§ WHAT YOU SHOULD DO
Pull every line containing "short" out of the listing below.

··· EXTRACTED ENTRIES

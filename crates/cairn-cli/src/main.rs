use clap::Parser;
use tracing::{info, warn};

use cairn_core::commands::host_update::{self, HostUpdateOptions};
use cairn_core::commands::pool_update::{self, PoolUpdateOptions};
use cairn_core::config::{self, CairnConfig};
use cairn_core::context::MaintenanceContext;
use cairn_core::error::{CairnError, Result};
use cairn_core::pool::SHARD_COUNT;
use cairn_core::progress::{ProgressSink, ProtocolProgress, SilentProgress};
use cairn_core::walker::BackupRefScanner;

#[derive(Parser)]
#[command(
    name = "cairn-refcount",
    version,
    about = "Update, verify, and clean pool reference counts",
    disable_help_flag = true,
    after_help = "\
Single-host mode (-h) folds the host's pending deltas; with -f it rebuilds
the host's counts from its backups, and -c additionally compares the rebuilt
counts against the existing ones.

Global mode (-m) reconciles every host, then aggregates per-shard pool
counts; -c reclaims unreferenced pool objects and -s prints per-shard stats.

Configuration file lookup order:
  1. --config <path>     (explicit flag)
  2. $CAIRN_CONFIG       (environment variable)
  3. ./cairn.yaml        (working directory)"
)]
struct Cli {
    /// Path to configuration file
    #[arg(long)]
    config: Option<String>,

    /// Single-host mode: process only this host
    #[arg(short = 'h', long = "host", value_name = "HOST")]
    host: Option<String>,

    /// Global mode: all hosts, then the pool shards
    #[arg(short = 'm', long = "pool")]
    global: bool,

    /// Rebuild host counts by walking the backups
    #[arg(short = 'f', long = "force")]
    force: bool,

    /// With -m: clean the pool. With -h -f: compare rebuilt counts
    #[arg(short = 'c', long = "clean")]
    clean: bool,

    /// Print per-shard pool statistics (implied by -m -c)
    #[arg(short = 's', long = "stats")]
    stats: bool,

    /// Suppress progress output
    #[arg(short = 'p', long = "no-progress")]
    no_progress: bool,

    /// Restrict the pool pass to directory range N-M (0-255)
    #[arg(short = 'r', long = "range", value_name = "N-M")]
    range: Option<String>,

    /// Full-scan phase slice
    #[arg(short = 'P', long = "phase", value_name = "PHASE",
          default_value_t = 0, value_parser = clap::value_parser!(u32).range(0..=15))]
    phase: u32,

    /// Verbosity level (-v, -vv, -vvv)
    #[arg(short = 'v', long = "verbose", action = clap::ArgAction::Count)]
    verbose: u8,

    #[arg(long, action = clap::ArgAction::Help, help = "Print help")]
    help: Option<bool>,
}

fn main() {
    let cli = Cli::parse();
    match run(cli) {
        Ok(exit_code) => std::process::exit(exit_code),
        Err(e) => {
            eprintln!("cairn-refcount: {e}");
            std::process::exit(1);
        }
    }
}

fn run(cli: Cli) -> Result<i32> {
    if cli.host.is_some() == cli.global {
        return Err(CairnError::BadArgs(
            "exactly one of -h HOST or -m is required".into(),
        ));
    }
    if cli.range.is_some() && !cli.global {
        return Err(CairnError::BadArgs("-r only applies to -m".into()));
    }
    let (shard_start, shard_end) = match cli.range.as_deref() {
        Some(spec) => parse_shard_range(spec)?,
        None => (0, SHARD_COUNT - 1),
    };

    let config_path = config::resolve_config_path(cli.config.as_deref()).ok_or_else(|| {
        CairnError::Config(
            "no configuration file found (try --config, $CAIRN_CONFIG, or ./cairn.yaml)".into(),
        )
    })?;
    let config = CairnConfig::load(&config_path)?;

    init_logging(&config, cli.verbose);
    info!("using config: {}", config_path.display());

    let mut progress: Box<dyn ProgressSink> = if cli.no_progress {
        Box::new(SilentProgress)
    } else {
        Box::new(ProtocolProgress)
    };
    progress.start();

    let errors = {
        let mut ctx = MaintenanceContext::new(&config, progress.as_mut());
        let walker = BackupRefScanner;

        if let Some(ref host) = cli.host {
            let opts = HostUpdateOptions {
                force_rebuild: cli.force,
                check_host_pool: cli.clean,
            };
            let stats = host_update::run(&mut ctx, host, &walker, &opts);
            info!(
                "host {host}: {} deltas applied, {} shards published, {} errors",
                stats.deltas_applied, stats.shards_published, stats.errors
            );
        } else {
            let hosts = ctx.config.hosts()?;
            for host in &hosts {
                let opts = HostUpdateOptions {
                    force_rebuild: cli.force,
                    check_host_pool: false,
                };
                host_update::run(&mut ctx, host, &walker, &opts);
            }

            if ctx.errors() > 0 {
                // Summing over inconsistent host databases would bake the
                // damage into the pool counts.
                warn!(
                    "skipping pool count update: host passes reported {} errors",
                    ctx.errors()
                );
            } else {
                let opts = PoolUpdateOptions {
                    shard_start,
                    shard_end,
                    phase: cli.phase,
                    clean: cli.clean,
                    emit_stats: cli.stats || cli.clean,
                };
                let totals = pool_update::run(&mut ctx, &hosts, &opts);
                info!(
                    "pool pass: {} objects, {} links, {} removed",
                    totals.file_cnt, totals.file_link_total, totals.file_cnt_rm
                );
            }
        }
        ctx.errors()
    };

    progress.finish();
    println!("total errors: {errors}");
    Ok(if errors > 0 { 1 } else { 0 })
}

fn init_logging(config: &CairnConfig, verbose: u8) {
    let level = (verbose as u32).max(config.xfer_log_level);
    let filter = match level {
        0 => "warn",
        1 => "info",
        2 => "debug",
        _ => "trace",
    };
    tracing_subscriber::fmt()
        .with_env_filter(filter)
        .with_target(false)
        .with_writer(std::io::stderr)
        .init();
}

/// Parse `-r N-M` (0-255 directory indices) into an inclusive top-shard
/// range. The mapping divides by two, so adjacent odd/even indices land on
/// the same shard.
fn parse_shard_range(spec: &str) -> Result<(u8, u8)> {
    let invalid = || CairnError::BadArgs(format!("invalid range '{spec}' (expected N-M, 0-255)"));
    let (low, high) = spec.split_once('-').ok_or_else(invalid)?;
    let low: u16 = low.trim().parse().map_err(|_| invalid())?;
    let high: u16 = high.trim().parse().map_err(|_| invalid())?;
    if low > high || high > 255 {
        return Err(invalid());
    }
    Ok(((low / 2) as u8, (high / 2) as u8))
}
use std::path::PathBuf;

use thiserror::Error;

pub type Result<T> = std::result::Result<T, CairnError>;

#[derive(Debug, Error)]
pub enum CairnError {
    #[error("lock unavailable on '{0}'")]
    LockUnavailable(PathBuf),

    #[error("corrupt count file '{path}': {reason}")]
    CorruptCountFile { path: PathBuf, reason: String },

    #[error("rename '{from}' -> '{to}' failed: {source}")]
    RenameFailed {
        from: PathBuf,
        to: PathBuf,
        source: std::io::Error,
    },

    #[error("unlink '{path}' failed: {source}")]
    UnlinkFailed {
        path: PathBuf,
        source: std::io::Error,
    },

    #[error("chmod '{path}' failed: {source}")]
    ChmodFailed {
        path: PathBuf,
        source: std::io::Error,
    },

    #[error("write '{path}' failed: {source}")]
    WriteFailed {
        path: PathBuf,
        source: std::io::Error,
    },

    #[error("Missing pool file {digest} count {count}")]
    MissingPoolObject { digest: String, count: i64 },

    #[error("Unknown pool file removed: '{0}'")]
    UnknownPoolObject(PathBuf),

    #[error("Unexpected pool file removed: '{0}'")]
    UnexpectedPoolObject(PathBuf),

    #[error("count mismatch for {digest}: rebuilt {rebuilt}, existing {existing}")]
    CountMismatch {
        digest: String,
        rebuilt: String,
        existing: String,
    },

    #[error("count underflow for {digest}: {count}")]
    CountUnderflow { digest: String, count: i64 },

    #[error("invalid arguments: {0}")]
    BadArgs(String),

    #[error("configuration error: {0}")]
    Config(String),

    #[error("I/O error: {0}")]
    Io(#[from] std::io::Error),
}
use crate::pool::CompressClass;
use crate::stats::{kilobytes, stats_line, PoolShardStats};

#[test]
fn kilobytes_round_half_away_from_zero() {
    assert_eq!(kilobytes(0), 0);
    assert_eq!(kilobytes(1), 1); // 0.5 KB rounds up
    assert_eq!(kilobytes(2), 1);
    assert_eq!(kilobytes(3), 2); // 1.5 KB rounds up
    assert_eq!(kilobytes(-1), -1); // -0.5 KB rounds down
    assert_eq!(kilobytes(-2), -1);
    assert_eq!(kilobytes(-3), -2); // -1.5 KB rounds down
}

#[test]
fn stats_line_field_order() {
    let stats = PoolShardStats {
        file_cnt: 3,
        dir_cnt: 129,
        blk_cnt: 7,
        blk_cnt_rm: 2,
        file_cnt_rm: 1,
        file_cnt_rep: 2,
        file_rep_max: 4,
        file_link_max: 9,
        file_link_total: 12,
    };
    assert_eq!(
        stats_line(CompressClass::Cpool, 61, &stats),
        "BackupPC_stats4 61 = cpool,3,129,4,1,1,2,4,9,12"
    );
}

#[test]
fn stats_line_defaults_are_all_zero() {
    assert_eq!(
        stats_line(CompressClass::Pool, 0, &PoolShardStats::default()),
        "BackupPC_stats4 0 = pool,0,0,0,0,0,0,0,0,0"
    );
}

······

§ ANSWER BOX
    #[arg(short = 'h', long = "host", value_name = "HOST")]
    #[arg(short = 'm', long = "pool")]
    #[arg(short = 'f', long = "force")]
    #[arg(short = 'c', long = "clean")]
    #[arg(short = 's', long = "stats")]
    #[arg(short = 'p', long = "no-progress")]
    #[arg(short = 'r', long = "range", value_name = "N-M")]
    #[arg(short = 'P', long = "phase", value_name = "PHASE",
    #[arg(short = 'v', long = "verbose", action = clap::ArgAction::Count)]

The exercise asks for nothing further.